WHAT IS REQUIRED:
Search the entries below for the word "GestureState", then copy each line in which it is found.

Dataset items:
*** Begin section ***
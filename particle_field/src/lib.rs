//! # particle_field
//!
//! The per-frame animation core of the particle toy.
//!
//! A [`ParticleField`] owns two equally long buffers:
//!
//! * the **target buffer**, generated by [`particle_shapes`] whenever the
//!   shape changes, and
//! * the **live buffer**, mutated in place every frame and handed to the
//!   renderer.
//!
//! ## Frame → motion mapping
//!
//! | Input | Effect |
//! |---|---|
//! | No hand | Idle breathing, scale `1 + 0.1·sin(0.5t)` |
//! | Hand, factor `f` | Scale `0.5 + 2f` (closed shrinks, open grows) |
//! | Hand, `f > 0.8` | Extra per-frame scatter, up to ±1.0 per axis |
//! | Time | Vertical undulation `0.1·sin(2t + 0.5x)` |
//! | Δt | Live buffer covers `1 − e^(−3Δt)` of the gap to its goal |
//!
//! ```rust
//! use particle_field::{Appearance, FrameInput, GestureState, ParticleField, Rgb};
//! use particle_shapes::ShapeKind;
//!
//! let tint = Rgb::from_hex("#ff0055").unwrap();
//! let mut field = ParticleField::new(8000, Appearance { shape: ShapeKind::Heart, tint });
//! let input = FrameInput { elapsed: 0.0, delta: 1.0 / 60.0, gesture: GestureState::ABSENT };
//! field.step(&input, tint);
//! assert_eq!(field.live().len(), 8000);
//! ```

pub mod color;
pub mod field;

pub use color::Rgb;
pub use field::{
    breathing_noise, explosion_factor, smoothing_alpha, target_scale,
    Appearance, FrameInput, FrameParams, GestureState, ParticleField,
};
pub use particle_shapes::{Point3, ShapeKind};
*** End section ***
ANSWER TO THIS EXERCISE:
//! use particle_field::{Appearance, FrameInput, GestureState, ParticleField, Rgb};
//! let input = FrameInput { elapsed: 0.0, delta: 1.0 / 60.0, gesture: GestureState::ABSENT };
    Appearance, FrameInput, FrameParams, GestureState, ParticleField,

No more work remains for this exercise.